» Work request: Find every line with the string "section" in the material below and copy it.
[Provided entries Boundary: Start]
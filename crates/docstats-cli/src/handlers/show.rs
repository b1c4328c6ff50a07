use crate::context::ExecutionContext;
use crate::presentation::view_models::{CommandResultViewModel, Guidance, PageDetailViewModel};
use crate::presentation::{ConsoleRenderer, Renderer};
use anyhow::{Result, anyhow};
use docstats_engine::score_breakdown;

pub fn handle(ctx: &ExecutionContext, path: &str) -> Result<()> {
    let catalog = ctx.load_catalog()?;

    // `learn/x` and `/learn/x` name the same page
    let page = catalog
        .get(path)
        .or_else(|| catalog.get(&format!("/{}", path.trim_start_matches('/'))))
        .ok_or_else(|| anyhow!("Page not found in {}: {}", ctx.catalog_source(), path))?;

    let views_rank = 1 + catalog.iter().filter(|p| p.views > page.views).count();

    let view = CommandResultViewModel::new(PageDetailViewModel {
        page: page.clone(),
        section: page.section().map(str::to_string),
        today: ctx.today(),
        views_rank,
        catalog_size: catalog.len(),
        breakdown: score_breakdown(page, ctx.today()),
    })
    .with_suggestion(
        Guidance::new("Compare against its section")
            .with_command(format!(
                "docstats query --section {} --sort-by engagement",
                page.section().unwrap_or("learn")
            )),
    );

    ConsoleRenderer::new(ctx.json_mode()).render(view)
}
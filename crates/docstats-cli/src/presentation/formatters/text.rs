/// Fit `text` into `max_len` characters, marking the cut with "..."
pub fn truncate(text: &str, max_len: usize) -> String {
    let char_count = text.chars().count();

    if char_count <= max_len {
        text.to_string()
    } else if max_len <= 3 {
        text.chars().take(max_len).collect()
    } else {
        let truncated: String = text.chars().take(max_len - 3).collect();
        format!("{}...", truncated)
    }
}

/// Page paths keep their tail (the page name) and lose the middle:
/// `/reference/react/...Transition`
pub fn truncate_path(path: &str, max_len: usize) -> String {
    let char_count = path.chars().count();
    if char_count <= max_len || max_len <= 3 {
        return truncate(path, max_len);
    }

    let keep = max_len - 3;
    let head = keep / 2;
    let tail = keep - head;
    let start: String = path.chars().take(head).collect();
    let end: String = path.chars().skip(char_count - tail).collect();
    format!("{}...{}", start, end)
}
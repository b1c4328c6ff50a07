pub mod number;
pub mod text;

pub use number::{format_compact, format_percent, format_score, format_seconds, format_thousands};
pub use text::{truncate, truncate_path};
[Provided entries Boundary: End]
» Response area:
        section: page.section().map(str::to_string),
        Guidance::new("Compare against its section")
                "docstats query --section {} --sort-by engagement",
                page.section().unwrap_or("learn")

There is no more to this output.